Sin embargo, uno de los problemas que aquejan al socialismo español es que muchos de sus dirigentes se consideran autores y propietarios del sistema de bienestar y, como tales, autorizados para saquearlo a placer. (En tal atribución, dicho sea de paso, se equivocan a su favor: gran parte del Estado de bienestar español ya funcionaba en 1982, cuando los socialistas llegaron al poder, gracias en buena medida al esfuerzo de los gobiernos de Adolfo Suárez). Pero las consecuencias del saqueo están a la vista: los electores decepcionados se vuelven hacia otras organizaciones de izquierda, por disparatadas y extravagantes que puedan resultar, como Podemos en España; parecida decepción produjo hace unos años en Italia el vuelco hacia el aún más histriónico movimiento Cinco Estrellas. Otra prueba de la desorientación lamentable de estas izquierdas nuestras es que su reacción inmediata ante la aparición de un peligroso competidor no consiste, como sería lógico, en poner de relieve las diferencias programáticas que las separan de un admirador del «socialismo bolivariano» -cuyos resultados están a la vista de cualquier lector con un mínimo de información-, o de un portavoz del Irán de los ayatolás, sino, vergonzosamente, en tratar de dar gato por liebre a sus electores haciéndose pasar por una colección de demagogos irresponsables.

Pero más grave a la larga para un partido como el socialista, cuyo programa de revolución pacífica se ha cumplido en su totalidad, es que deja de tener razón de existir, a menos que sea capaz de renovarse profundamente, para lo que hemos visto que le faltan las herramientas intelectuales; si no, una alternativa pudiera ser dedicarse a administrar escrupulosa y honradamente las instituciones que su propio programa ha creado. Sin embargo, como vemos, esto parece más difícil de lo que fuera de esperar. La tentación apropiatoria es muy fuerte. Otra alternativa, atractiva pero muy peligrosa, que el socialismo español ha adoptado, es convertirse en un partido no sólo defensor de la mayoría oprimida, que en realidad ya no existe, sino de unas más o menos reales minorías oprimidas, que pueden acarrear un complemento de votos a los que aportan los seguidores de la gloriosa, pero ahora aburrida, socialdemocracia. Y en esa búsqueda de minorías oprimidas se ha topado el socialismo con los nacionalismos periféricos, con esa «clase media o burguesía nacionalista de las regiones» de que hablaba Ramos Oliveira. Pero esa pretendida «minoría oprimida», mucho más rica que la figurada «mayoría centralista opresora», ha resultado ser capaz de oprimir más y mejor a los que no comulgan con sus dogmas y sus mitos, y no está nunca dispuesta a agradecer favores, todo lo contrario.
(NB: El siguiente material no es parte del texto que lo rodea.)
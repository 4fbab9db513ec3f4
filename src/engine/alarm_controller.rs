//! Ringing alarm management

use std::{sync::Arc, time::Duration};
use chrono::{DateTime, Utc};
use tokio::{runtime::Handle, task::JoinHandle};
use tracing::{debug, info, warn};

use crate::{
    sound::SoundPlayer,
    state::AlarmState,
    tasks::alarm_repeat_task,
};

/// Default cadence of the repeating alert
pub const DEFAULT_ALARM_REPEAT: Duration = Duration::from_secs(2);

/// Owns the ringing sub-state and the repeat schedule of the audible alert.
///
/// The alert repeats until `stop()` is called; a single short sound is easy
/// to miss.
pub struct AlarmController {
    state: AlarmState,
    player: Arc<dyn SoundPlayer>,
    repeat_every: Duration,
    repeat_task: Option<JoinHandle<()>>,
}

impl AlarmController {
    pub fn new(player: Arc<dyn SoundPlayer>, repeat_every: Duration) -> Self {
        Self {
            state: AlarmState::new(),
            player,
            repeat_every,
            repeat_task: None,
        }
    }

    /// Start ringing with `sound`. Returns `false` if already ringing.
    ///
    /// The ringing flag is raised before any audio is attempted, so a broken
    /// output never hides the alert. Without an async runtime the alert
    /// still rings, it just does not repeat.
    pub fn trigger(&mut self, sound: &str, now: DateTime<Utc>) -> bool {
        if self.state.is_ringing {
            debug!("Alarm already ringing, ignoring trigger");
            return false;
        }

        self.state.ring(now);
        info!("Alarm ringing with sound: {}", sound);

        if let Err(e) = self.player.play(sound) {
            warn!("Alarm sound unavailable, ringing silently: {}", e);
        }

        self.repeat_task = match Handle::try_current() {
            Ok(handle) => Some(handle.spawn(alarm_repeat_task(
                Arc::clone(&self.player),
                sound.to_string(),
                self.repeat_every,
            ))),
            Err(_) => {
                warn!("No async runtime available, alarm will not repeat");
                None
            }
        };
        true
    }

    /// Silence the alarm and cancel its repeat schedule.
    ///
    /// Safe to call at any time. Returns whether it was ringing.
    pub fn stop(&mut self) -> bool {
        if let Some(task) = self.repeat_task.take() {
            task.abort();
            debug!("Alarm repeat schedule cancelled");
        }

        let was_ringing = self.state.is_ringing;
        self.state.silence();
        if was_ringing {
            info!("Alarm silenced");
        }
        was_ringing
    }

    pub fn is_ringing(&self) -> bool {
        self.state.is_ringing
    }

    pub fn state(&self) -> &AlarmState {
        &self.state
    }

    /// Whether a repeat schedule is currently live
    pub fn is_repeating(&self) -> bool {
        self.repeat_task
            .as_ref()
            .map(|task| !task.is_finished())
            .unwrap_or(false)
    }
}

impl Drop for AlarmController {
    fn drop(&mut self) {
        if let Some(task) = self.repeat_task.take() {
            task.abort();
        }
    }
}

impl std::fmt::Debug for AlarmController {
    fn fmt(&self, f: &mut std::fmt::Formatter<'_>) -> std::fmt::Result {
        f.debug_struct("AlarmController")
            .field("state", &self.state)
            .field("repeat_every", &self.repeat_every)
            .field("repeating", &self.is_repeating())
            .finish()
    }
}
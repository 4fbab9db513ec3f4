//! Console command handlers

use tracing::info;

use crate::state::{ActionOutcome, AppState};
use super::commands::{Command, HELP};

/// What to do after a command
#[derive(Debug, Clone, PartialEq, Eq)]
pub enum Reply {
    /// Print this text and keep reading
    Print(String),
    Quit,
}

fn describe(outcome: ActionOutcome, done: &str, unchanged: &str) -> Reply {
    let message = if outcome.applied { done } else { unchanged };
    Reply::Print(format!("{}\n{}", message, outcome.view))
}

/// Apply one command to the timer
pub fn handle_command(state: &AppState, command: Command) -> Result<Reply, String> {
    let reply = match command {
        Command::Start => describe(state.start()?, "Started", "Not started"),
        Command::Pause => describe(state.pause()?, "Paused", "Not running"),
        Command::Toggle => {
            let outcome = state.toggle()?;
            let done = if outcome.view.is_running { "Started" } else { "Paused" };
            describe(outcome, done, "Not started")
        }
        Command::Reset => describe(state.reset()?, "Reset", "Already reset"),
        Command::Acknowledge => describe(state.acknowledge_alarm()?, "Alarm dismissed", "No alarm ringing"),
        Command::Interval(minutes) => describe(
            state.set_reminder_interval_minutes(minutes)?,
            "Interval updated",
            "Interval unchanged",
        ),
        Command::Sound(sound) => describe(
            state.set_alarm_sound(&sound)?,
            "Sound updated",
            "Sound unchanged",
        ),
        Command::Sounds => {
            let view = state.view()?;
            let list = view
                .sounds
                .iter()
                .map(|sound| {
                    let marker = if *sound == view.alarm_sound { "*" } else { " " };
                    format!("{} {}", marker, sound)
                })
                .collect::<Vec<_>>()
                .join("\n");
            Reply::Print(list)
        }
        Command::Status => Reply::Print(format!(
            "{}\nsession uptime: {}",
            state.view()?,
            state.get_uptime()
        )),
        Command::Json => {
            let view = state.view()?;
            let json = serde_json::to_string(&view)
                .map_err(|e| format!("Failed to serialize view: {}", e))?;
            Reply::Print(json)
        }
        Command::Help => Reply::Print(HELP.to_string()),
        Command::Quit => {
            info!("Quit requested");
            Reply::Quit
        }
    };
    Ok(reply)
}
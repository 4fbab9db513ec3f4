//! Key-value persistence module
//!
//! The timer persists a small snapshot of its run state and settings through
//! a string-keyed store so a restarted process can resume where it left off.

pub mod json_file;
pub mod memory;

// Re-export main types
pub use json_file::JsonFileStore;
pub use memory::MemoryStore;

/// Whether a run is active ("true"/"false")
pub const KEY_IS_RUNNING: &str = "timer_is_running";
/// Wall-clock instant (epoch milliseconds) at which elapsed time was zero
pub const KEY_START_EPOCH_MS: &str = "timer_start_epoch_ms";
/// Selected alarm sound id
pub const KEY_ALARM_SOUND: &str = "timer_alarm_sound";
/// Seconds between reminders
pub const KEY_REMINDER_INTERVAL: &str = "timer_reminder_interval_seconds";

/// String-keyed store of primitive values.
///
/// Failures are reported but never fatal; callers fall back to in-memory values.
pub trait KeyValueStore: Send {
    fn get(&self, key: &str) -> Result<Option<String>, String>;
    fn set(&mut self, key: &str, value: &str) -> Result<(), String>;
    fn remove(&mut self, key: &str) -> Result<(), String>;
}

/// Shared handle to a store, so a caller can keep inspecting what the engine writes
impl<S: KeyValueStore> KeyValueStore for std::sync::Arc<std::sync::Mutex<S>> {
    fn get(&self, key: &str) -> Result<Option<String>, String> {
        self.lock()
            .map_err(|e| format!("Failed to lock store: {}", e))?
            .get(key)
    }

    fn set(&mut self, key: &str, value: &str) -> Result<(), String> {
        self.lock()
            .map_err(|e| format!("Failed to lock store: {}", e))?
            .set(key, value)
    }

    fn remove(&mut self, key: &str) -> Result<(), String> {
        self.lock()
            .map_err(|e| format!("Failed to lock store: {}", e))?
            .remove(key)
    }
}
Los victimistas no acostumbran a ser agradecidos. Y así se han encontrado los socialistas sufriendo el rigor de aquellos a quienes pretendían ayudar. «Quien da pan a perro ajeno pierde el pan y pierde el perro», como dice el refrán y dicho sea sin ánimo de ofender. El partido socialista ha dado demasiado pan al nacionalismo y ahora se encuentra sin pan y sin aliados; se asemeja al trapecista que ha dejado un columpio y no alcanza el otro: para unos, nunca será genuinamente nacionalista; para otros, ha traicionado a su ideario fundamental. Ha perdido sus señas de identidad, dando así alas al separatismo y a las izquierdas desmelenadas (o coletudas). Suicidándose él nos está suicidando a todos.

Gabriel Tortella es historiador y economista, autor, entre otros libros, de Los orígenes del siglo XXI.